2. The hydraulic control system in the working machine according to claim 1, characterized in that, a first hydraulic pump and a second hydraulic pump are comprised as the hydraulic pumps, and a large flow rate hydraulic actuator supplied hydraulic oil from both the first and second hydraulic pumps at a time of maximum flow rate supply is comprised as the hydraulic actuator; the controller controls any one of the first and second hydraulic pumps to a main pump and supply hydraulic oil from only the main pump until a flow rate supplied to the large flow rate hydraulic actuator reaches a set flow rate which is set to exceed the reference pump flow rate, when the operating means for the large flow rate hydraulic actuator is operated alone, and to be supplied with the hydraulic oil from both the first and second hydraulic pumps when the flow rate exceeds the set flow rate; and the target pump flow rate setting means sets the target pump flow rate of the main pump to exceed the reference pump flow rate depending on the supply flow rate to the large flow rate hydraulic actuator from the main pump.

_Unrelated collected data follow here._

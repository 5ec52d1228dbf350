use std::collections::BTreeMap;
use std::io::Write;
use std::path::{Path, PathBuf};
use std::sync::Arc;

use async_trait::async_trait;
use serde::Deserialize;
use serde_json::{Map, Value};
use tempfile::NamedTempFile;
use tokio::process::Command;

use crate::error::{ConvoyError, Result};
use crate::operation::template::render_value;
use crate::operation::{decode_payload, Operation, OperationContext};

/// `berks vendor` exits with this when cookbooks were vendored but it
/// crashed on the way out
const BERKS_VENDOR_TOLERATED_EXIT: i32 = 139;

/// Converge the node with chef-solo
#[derive(Debug, Clone, Default, Deserialize)]
#[serde(default)]
pub struct ChefOperation {
    pub run_list: Vec<String>,
    pub attributes: Map<String, Value>,
    /// Store prefixes whose JSON values are merged into the node attributes
    pub attribute_keys: Vec<String>,
    /// Overrides for solo.rb settings
    pub configurations: Map<String, Value>,
}

impl ChefOperation {
    pub fn build(payload: Value) -> Result<Arc<dyn Operation>> {
        Ok(Arc::new(decode_payload::<Self>("chef", payload)?))
    }

    /// Expand `{{role}}` into `all` plus every node role, then render the rest.
    pub fn expand_run_list(&self, ctx: &OperationContext) -> Vec<String> {
        let mut roles = vec!["all".to_string()];
        roles.extend(ctx.roles.iter().cloned());

        let mut expanded = Vec::new();
        for entry in &self.run_list {
            if entry.contains("{{role}}") {
                for role in &roles {
                    expanded.push(entry.replace("{{role}}", role));
                }
            } else {
                expanded.push(entry.clone());
            }
        }
        expanded.iter().map(|e| ctx.render(e)).collect()
    }

    /// Drop `role[x]` entries that have no `roles/x.json` in the pattern.
    pub fn filter_run_list(run_list: Vec<String>, pattern_dir: &Path) -> Vec<String> {
        run_list
            .into_iter()
            .filter(|entry| match role_name(entry) {
                Some(role) => pattern_dir.join("roles").join(format!("{role}.json")).exists(),
                None => true,
            })
            .collect()
    }

    async fn attributes(&self, ctx: &OperationContext) -> Result<Value> {
        let mut merged = Value::Object(Map::new());
        for prefix in &self.attribute_keys {
            let prefix = ctx.render(prefix);
            for pair in ctx.store.list(&prefix).await? {
                let value: Value = serde_json::from_slice(&pair.value).map_err(|e| {
                    ConvoyError::operation("chef", format!("{}: invalid attributes: {e}", pair.key))
                })?;
                merge(&mut merged, value);
            }
        }
        let overrides = render_value(&Value::Object(self.attributes.clone()), &ctx.variables);
        merge(&mut merged, overrides);
        Ok(merged)
    }

    fn solo_config(&self, ctx: &OperationContext) -> BTreeMap<String, Value> {
        let dir = &ctx.pattern_dir;
        let path = |p: PathBuf| Value::String(p.to_string_lossy().into_owned());

        let mut config = BTreeMap::from([
            ("ssl_verify_mode".to_string(), Value::String(":verify_peer".into())),
            ("log_level".to_string(), Value::String(":info".into())),
            (
                "log_location".to_string(),
                path(dir.join("logs").join(format!("{}_chef-solo.log", ctx.pattern))),
            ),
            ("file_cache_path".to_string(), path(dir.join("tmp").join("cache"))),
            ("role_path".to_string(), Value::Array(vec![path(dir.join("roles"))])),
            (
                "cookbook_path".to_string(),
                Value::Array(vec![
                    path(dir.join("cookbooks")),
                    path(dir.join("site-cookbooks")),
                ]),
            ),
        ]);
        for (key, value) in &self.configurations {
            config.insert(key.clone(), render_value(value, &ctx.variables));
        }
        config
    }

    async fn berks_vendor(&self, ctx: &OperationContext) -> Result<()> {
        if !ctx.pattern_dir.join("Berksfile").exists() {
            tracing::debug!("Skip berkshelf, no Berksfile in pattern directory");
            return Ok(());
        }

        tracing::info!("Running berks vendor");
        let output = Command::new("berks")
            .args(["vendor", "cookbooks"])
            .current_dir(&ctx.pattern_dir)
            .env("HOME", "/root")
            .kill_on_drop(true)
            .output()
            .await
            .map_err(|e| ConvoyError::operation("chef", format!("berks: {e}")))?;
        ctx.output.raw(&String::from_utf8_lossy(&output.stdout));

        match output.status.code() {
            Some(0) | Some(BERKS_VENDOR_TOLERATED_EXIT) => Ok(()),
            code => {
                ctx.output.raw(&String::from_utf8_lossy(&output.stderr));
                Err(ConvoyError::operation(
                    "chef",
                    format!("berks vendor exited with {code:?}"),
                ))
            }
        }
    }
}

#[async_trait]
impl Operation for ChefOperation {
    fn name(&self) -> &'static str {
        "chef"
    }

    async fn run(&self, ctx: &mut OperationContext) -> Result<()> {
        let run_list = Self::filter_run_list(self.expand_run_list(ctx), &ctx.pattern_dir);

        let mut attributes = self.attributes(ctx).await?;
        if let Value::Object(map) = &mut attributes {
            map.insert("run_list".into(), Value::from(run_list.clone()));
        }
        let mut json_file = NamedTempFile::new()?;
        json_file.write_all(&serde_json::to_vec(&attributes)?)?;

        let mut conf_file = NamedTempFile::new()?;
        for (key, value) in self.solo_config(ctx) {
            writeln!(conf_file, "{key} {}", ruby_literal(&value))?;
        }

        self.berks_vendor(ctx).await?;

        tracing::info!(
            run_list = ?run_list,
            conf = %conf_file.path().display(),
            json = %json_file.path().display(),
            "Running chef-solo"
        );
        let output = Command::new("chef-solo")
            .arg("-c")
            .arg(conf_file.path())
            .arg("-j")
            .arg(json_file.path())
            .current_dir(&ctx.pattern_dir)
            .env("HOME", "/root")
            .env("CONSUL_SECRET_KEY", ctx.token.clone().unwrap_or_default())
            .env("ROLE", ctx.roles.join(","))
            .kill_on_drop(true)
            .output()
            .await
            .map_err(|e| ConvoyError::operation("chef", format!("chef-solo: {e}")))?;
        ctx.output.raw(&String::from_utf8_lossy(&output.stdout));
        ctx.output.raw(&String::from_utf8_lossy(&output.stderr));

        if output.status.success() {
            Ok(())
        } else {
            Err(ConvoyError::operation(
                "chef",
                format!("chef-solo exited with {:?}", output.status.code()),
            ))
        }
    }
}

fn role_name(entry: &str) -> Option<&str> {
    entry.strip_prefix("role[")?.strip_suffix(']')
}

/// Deep merge `overlay` into `base`; maps merge recursively, anything else
/// replaces.
fn merge(base: &mut Value, overlay: Value) {
    match (base, overlay) {
        (Value::Object(base), Value::Object(overlay)) => {
            for (key, value) in overlay {
                match base.get_mut(&key) {
                    Some(existing) => merge(existing, value),
                    None => {
                        base.insert(key, value);
                    }
                }
            }
        }
        (base, overlay) => *base = overlay,
    }
}

/// Format a value as a solo.rb literal. Strings starting with `:` are symbols.
fn ruby_literal(value: &Value) -> String {
    match value {
        Value::String(s) if s.starts_with(':') => s.clone(),
        Value::String(s) => format!("'{}'", s.replace('\'', "\\'")),
        Value::Array(items) => {
            let items: Vec<String> = items.iter().map(ruby_literal).collect();
            format!("[{}]", items.join(","))
        }
        Value::Null => "nil".to_string(),
        other => other.to_string(),
    }
}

3. The hydraulic control system in the working machine according to claim 2, characterized in that, a first large flow rate hydraulic actuator is comprised, using the first hydraulic pump as the main pump, and a second large flow rate hydraulic actuator is comprised, using the second hydraulic pump as the main pump; when the operating means for the first and second large flow rate hydraulic actuators are operated simultaneously, the controller controls to supply the hydraulic oil from each main pump to the first and second large flow rate hydraulic actuators, respectively; and the target pump flow rate setting means sets the target pump flow rate of the first and second hydraulic pumps for each hydraulic pump depending on the operation amount of the operating means for the first and second large flow rate hydraulic actuators.

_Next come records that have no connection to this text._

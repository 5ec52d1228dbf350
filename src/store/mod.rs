//! Shared key/value store abstraction.
//!
//! Every piece of cross-node state (queues, the decision lock, the result
//! ledger) is built from the primitives in [`KvStore`]. Any store offering a
//! linearizable compare-and-swap on a single key plus prefix listing can back
//! a cluster:
//!
//! - [`MemoryStore`]: in-process, used by tests and single-process setups
//! - [`ConsulStore`]: Consul KV over HTTP
//!
//! # Versions
//!
//! Each stored value carries an opaque, monotonically increasing `version`
//! (Consul's `ModifyIndex`). [`KvStore::cas`] with `version == 0` writes only
//! when the key does not exist yet.

pub mod consul;
pub mod memory;

use async_trait::async_trait;

use crate::error::Result;

pub use consul::ConsulStore;
pub use memory::MemoryStore;

/// A single stored entry.
#[derive(Debug, Clone, PartialEq, Eq)]
pub struct KvPair {
    pub key: String,
    pub value: Vec<u8>,
    pub version: u64,
}

impl KvPair {
    pub fn value_str(&self) -> String {
        String::from_utf8_lossy(&self.value).into_owned()
    }
}

#[async_trait]
pub trait KvStore: Send + Sync + 'static {
    /// Read a key. Absent keys are `Ok(None)`.
    async fn get(&self, key: &str) -> Result<Option<KvPair>>;

    /// Write unconditionally.
    async fn put(&self, key: &str, value: Vec<u8>) -> Result<()>;

    /// Write only if the key's current version equals `version`.
    ///
    /// Returns `Ok(false)` when another writer got there first; that is a
    /// normal outcome, not an error.
    async fn cas(&self, key: &str, value: Vec<u8>, version: u64) -> Result<bool>;

    /// Delete a key. Deleting an absent key succeeds.
    async fn delete(&self, key: &str) -> Result<()>;

    /// Delete every key under `prefix`.
    async fn delete_tree(&self, prefix: &str) -> Result<()>;

    /// List every entry whose key starts with `prefix`, ordered by key.
    async fn list(&self, prefix: &str) -> Result<Vec<KvPair>>;

    /// Block until the named mutual-exclusion lock is held.
    async fn lock(&self, key: &str) -> Result<Box<dyn KvLock>>;
}

/// A held distributed lock.
#[async_trait]
pub trait KvLock: Send {
    async fn unlock(self: Box<Self>) -> Result<()>;
}
use std::sync::Arc;

use async_trait::async_trait;
use serde_json::Value;

use crate::error::Result;
use crate::operation::{decode_payload, Operation, OperationContext};

/// Write a templated message to the task output
#[derive(Debug, Clone)]
pub struct EchoOperation {
    pub message: String,
}

impl EchoOperation {
    pub fn build(payload: Value) -> Result<Arc<dyn Operation>> {
        let message: String = decode_payload("echo", payload)?;
        Ok(Arc::new(Self { message }))
    }
}

#[async_trait]
impl Operation for EchoOperation {
    fn name(&self) -> &'static str {
        "echo"
    }

    async fn run(&self, ctx: &mut OperationContext) -> Result<()> {
        ctx.output.line(ctx.render(&self.message));
        Ok(())
    }
}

4. The hydraulic control system in the working machine according to claim 1, characterized in that, the work machine comprises a traveling body having a left traveling body and a right traveling body, a working device mounted on the traveling body, a first hydraulic pump and a second hydraulic pump as the hydraulic pumps, a left traveling motor and a right traveling motor, as the hydraulic actuators, driving the left traveling body and the right traveling body, respectively, and a plurality of working hydraulic actuators driving the working device; when the left and right travel motors and the operating means for the working hydraulic actuator are simultaneously operated, the controller controls a control valve to supply the hydraulic oil from the first hydraulic pump to the left and right traveling hydraulic motors and the hydraulic oil from the second hydraulic pump to the working hydraulic actuator; and the target pump flow rate setting means sets the target pump flow rate of the second hydraulic pump to be greater than the reference pump flow rate.